Adolf Hitler berät sich 1941 im Führerhauptquartier mit seinen Kriegsgenerälen, darunter Halder, Keitel and Brauchitsch. © Heinrich Hoffmann/Keystone/Getty Images

Fast zwanzig Jahre lang hatte Adolf Hitler vorgehabt, die Sowjetunion anzugreifen, am 22. Juni 1941 war es so weit: Das Unternehmen Barbarossa begann. Bereits im Dezember 1922, zwei Jahre nach Gründung der NSDAP, hatte er erklärt, die Zerstörung Russlands »mit Hilfe Englands« sei nötig, um Raum zu schaffen für deutsche Siedler und die deutsche Wirtschaft. 1926, als der zweite Band seines programmatischen Bekenntnisbuches Mein Kampf erschien, gehörte der Gewinn von »Lebensraum« auf Kosten Russlands zu den Kernelementen seiner Vorstellungen und Ziele. Hitlers obsessiver Judenhass fand seine außenpolitische Entsprechung in seinem Hass auf die Sowjetunion und in der Verachtung der »minderwertigen slawischen Rasse«. »Das Ende der Judenherrschaft in Rußland«, schrieb er, »wird auch das Ende Rußlands als Staat sein.« Es scheint fast so, als sei ihm das Vernichten wichtiger gewesen als das Erobern.

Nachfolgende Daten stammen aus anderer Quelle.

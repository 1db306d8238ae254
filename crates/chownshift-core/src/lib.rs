//! Core types for chownshift.
//!
//! This crate provides the data model shared by the walker and the
//! transaction: the run configuration, per-entry records, the UID/GID
//! arithmetic and the error type.

mod config;
mod error;
mod ids;
mod record;

pub use config::{ShiftConfig, ShiftConfigBuilder, ShiftConfigBuilderError};
pub use error::ShiftError;
pub use ids::{IdShift, NegativeShift, shift_id, wraps};
pub use record::{EntryKind, FileRecord, InodeInfo, Ownership};
//! Ownership shift engine for chownshift.
//!
//! This crate runs the simulate/apply transaction: one generic traversal,
//! driven twice with a different [`EntryVisitor`] per pass, reporting
//! progress through [`ShiftEvent`]s. Filesystem mutations go through an
//! [`OwnershipBackend`] so the apply pass can be exercised without root.
//!
//! ```rust,no_run
//! use chownshift_core::ShiftConfig;
//! use chownshift_ops::ShiftTransaction;
//!
//! let mut config = ShiftConfig::new(100_000, "/var/lib/lxc/web/rootfs");
//! config.recursive = true;
//!
//! let report = ShiftTransaction::new(config)
//!     .run(|event| println!("{event}"))
//!     .unwrap();
//! println!("{} entries changed", report.simulate.changed);
//! ```

mod backend;
mod progress;
mod transaction;
mod visitor;

pub use backend::{CAPABILITY_XATTR, OwnershipBackend, SystemBackend};
pub use progress::{PassSummary, Phase, ShiftEvent, TransactionReport};
pub use transaction::ShiftTransaction;
pub use visitor::{ApplyVisitor, EntryVisitor, SimulateVisitor, VisitOutcome};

Allerdings führt keine gerade Linie von Hitlers ideologischen Überzeugungen der zwanziger Jahre zu den spezifischen strategischen Entscheidungen und konkreten militärischen Weisungen, die 1941 in den Überfall auf die Sowjetunion mündeten. Der Weg zum Unternehmen Barbarossa war gewunden, voller Abzweigungen und Hindernisse. Auch entsprang dieser Krieg keineswegs allein Hitlers Willen. Beim »Lebensraum«, was auch immer er selbst darunter verstand, handelte es sich um kaum mehr als einen vagen Begriff, der eine Expansion zu irgendeinem zukünftigen Zeitpunkt implizierte und innerhalb der Machtelite unterschiedlich interpretiert werden konnte.

Die Sowjetunion spielte bis 1939 nur eine untergeordnete Rolle in der Entwicklung der außenpolitischen Strategien des Regimes. Als Hitler im November 1937 seine expansionistischen Absichten in einem langen Vortrag vor seinen Heerführern und seinem Außenminister konkretisierte, erwähnte er die Sowjetunion kaum. Die Aussicht auf einen Krieg gegen die Westmächte, nicht gegen Moskau, bildete in den Jahren 1938 und 1939 das beherrschende Thema. Dazu gehörte eine Entscheidung, mit der Hitler im August 1939 die Welt überraschte: Er revidierte schlagartig Jahre antisowjetischer Propaganda und Programmatik und willigte in den zynischen Nichtangriffspakt mit Stalin ein – ein Handel, der beiden Seiten sehr zupasskam.

Doch trotz dieser vermeintlichen Kehrtwende und ungeachtet der Frage, wie opportunistisch seine außenpolitischen Schachzüge in den Jahren davor gewesen sein mögen, waren Hitlers Vorstellungen unverändert geblieben. Bereits in seiner allerersten Ansprache als Reichskanzler vor den Generälen der Reichswehr hatte er am Abend des 3. Februar 1933 in der Berliner Wohnung des Chefs der Heeresleitung, Kurt von Hammerstein-Equord, die »Eroberung neuen Lebensraums im Osten und dessen rücksichtslose Germanisierung« angekündigt.

Auch als es bald darauf um die drastische Beschleunigung der Wiederaufrüstung ging, spielte das alte Motiv eine Rolle. Hitlers geheime Denkschrift zum deutschen Vierjahresplan vom August 1936 – als der Beginn des Spanischen Bürgerkriegs seine Aufmerksamkeit auf die »bolschewistische Bedrohung« lenkte – beruhte auf der Prämisse eines unausweichlichen Krieges mit Russland. Ein Jahr darauf bezeichnete der Diktator im privaten Kreis den Bolschewismus als »die Gefahr, die wir einmal niederschlagen müssen«. Und 1939 drohte er nur Tage vor seinem Pakt mit Stalin: Falls die Westmächte sich nicht fügten, »werde ich gezwungen sein, mich mit den Russen zu verständigen, den Westen zu schlagen und dann nach der Niederlage mich mit meinen versammelten Kräften gegen die Sowjetunion zu wenden«.